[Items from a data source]
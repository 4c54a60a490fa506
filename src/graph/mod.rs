//! Schema knowledge graph - tables, columns, and declared relationships.
//!
//! The graph is built once per schema version from a [`SchemaConfig`]
//! (see [`builder`]) and is read-only afterwards, so it can be shared
//! across concurrent planning requests without locks.

mod builder;
pub mod query;
pub mod types;

pub use query::TableRelationships;
pub use types::*;

use petgraph::graph::{DiGraph, NodeIndex};
use std::collections::HashMap;

use crate::config::SchemaConfig;

/// The schema knowledge graph.
///
/// Two node types:
/// - Tables
/// - Columns
///
/// Two edge types:
/// - BELONGS_TO: column → owning table
/// - RELATES: table → table (declared relationship with join keys)
///
/// Invariant: every edge references nodes that exist, and nothing mutates
/// the graph after [`SchemaGraph::build_from_schema`] returns.
#[derive(Debug, Clone)]
pub struct SchemaGraph {
    /// The underlying directed graph
    graph: DiGraph<SchemaNode, SchemaEdge>,

    /// Index: table name → NodeIndex
    table_index: HashMap<String, NodeIndex>,

    /// Index: column qualified name (table.column) → NodeIndex
    column_index: HashMap<String, NodeIndex>,
}

impl SchemaGraph {
    /// Create a new empty graph. Use [`SchemaGraph::build_from_schema`]
    /// to construct a populated one.
    pub(crate) fn new() -> Self {
        Self {
            graph: DiGraph::new(),
            table_index: HashMap::new(),
            column_index: HashMap::new(),
        }
    }

    /// Build the graph from a validated schema description.
    ///
    /// Construction is deterministic and idempotent for identical input.
    /// Malformed descriptions fail with a [`crate::config::ConfigError`]
    /// before any graph is produced.
    pub fn build_from_schema(config: &SchemaConfig) -> crate::config::ConfigResult<Self> {
        builder::build(config)
    }

    // ========================================================================
    // Lookups
    // ========================================================================

    /// True if the graph has a table with this exact name.
    pub fn has_table(&self, name: &str) -> bool {
        self.table_index.contains_key(name)
    }

    /// True if the graph has this exact qualified column.
    pub fn has_column(&self, table: &str, column: &str) -> bool {
        self.column_index.contains_key(&format!("{}.{}", table, column))
    }

    /// Look up a table node by exact name.
    pub fn table(&self, name: &str) -> Option<&TableNode> {
        let idx = self.table_index.get(name)?;
        match self.graph.node_weight(*idx) {
            Some(SchemaNode::Table(t)) => Some(t),
            _ => None,
        }
    }

    /// Look up a column node by exact table and column name.
    pub fn column(&self, table: &str, column: &str) -> Option<&ColumnNode> {
        let idx = self.column_index.get(&format!("{}.{}", table, column))?;
        match self.graph.node_weight(*idx) {
            Some(SchemaNode::Column(c)) => Some(c),
            _ => None,
        }
    }

    /// All table names, sorted.
    pub fn table_names(&self) -> Vec<&str> {
        let mut names: Vec<&str> = self.table_index.keys().map(|s| s.as_str()).collect();
        names.sort_unstable();
        names
    }

    /// Column nodes belonging to a table, sorted by column name.
    pub fn columns_of(&self, table: &str) -> Vec<&ColumnNode> {
        let mut columns: Vec<&ColumnNode> = self
            .column_index
            .values()
            .filter_map(|idx| match self.graph.node_weight(*idx) {
                Some(SchemaNode::Column(c)) if c.table == table => Some(c),
                _ => None,
            })
            .collect();
        columns.sort_unstable_by(|a, b| a.name.cmp(&b.name));
        columns
    }

    /// All column nodes in the graph, sorted by qualified name.
    pub fn all_columns(&self) -> Vec<&ColumnNode> {
        let mut columns: Vec<&ColumnNode> = self
            .column_index
            .values()
            .filter_map(|idx| match self.graph.node_weight(*idx) {
                Some(SchemaNode::Column(c)) => Some(c),
                _ => None,
            })
            .collect();
        columns.sort_unstable_by_key(|c| c.qualified_name());
        columns
    }

    /// Canonical table name for a case-insensitive lookup.
    ///
    /// Returns the graph's spelling when exactly one table matches
    /// ignoring case; `None` when there is no match or several.
    pub fn canonical_table(&self, name: &str) -> Option<&str> {
        let lower = name.to_lowercase();
        let mut found = None;
        for key in self.table_index.keys() {
            if key.to_lowercase() == lower {
                if found.is_some() {
                    return None;
                }
                found = Some(key.as_str());
            }
        }
        found
    }

    /// Canonical column name under a table for a case-insensitive lookup.
    pub fn canonical_column(&self, table: &str, column: &str) -> Option<&str> {
        let lower = column.to_lowercase();
        let mut found = None;
        for col in self.columns_of(table) {
            if col.name.to_lowercase() == lower {
                if found.is_some() {
                    return None;
                }
                found = Some(col.name.as_str());
            }
        }
        found
    }

    // Internal accessors for builder and query modules.

    pub(crate) fn graph_mut(&mut self) -> &mut DiGraph<SchemaNode, SchemaEdge> {
        &mut self.graph
    }

    pub(crate) fn graph_ref(&self) -> &DiGraph<SchemaNode, SchemaEdge> {
        &self.graph
    }

    pub(crate) fn table_index(&self) -> &HashMap<String, NodeIndex> {
        &self.table_index
    }

    pub(crate) fn table_index_mut(&mut self) -> &mut HashMap<String, NodeIndex> {
        &mut self.table_index
    }

    pub(crate) fn column_index_mut(&mut self) -> &mut HashMap<String, NodeIndex> {
        &mut self.column_index
    }
}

* **WHAT TO DO**
Look back at the entries above. Retype the line with "use std::collections::HashMap;", the line with "and nothing mutates", and all lines in between.

* **SOLVED EXERCISE**
use std::collections::HashMap;

use crate::config::SchemaConfig;

/// The schema knowledge graph.
///
/// Two node types:
/// - Tables
/// - Columns
///
/// Two edge types:
/// - BELONGS_TO: column → owning table
/// - RELATES: table → table (declared relationship with join keys)
///
/// Invariant: every edge references nodes that exist, and nothing mutates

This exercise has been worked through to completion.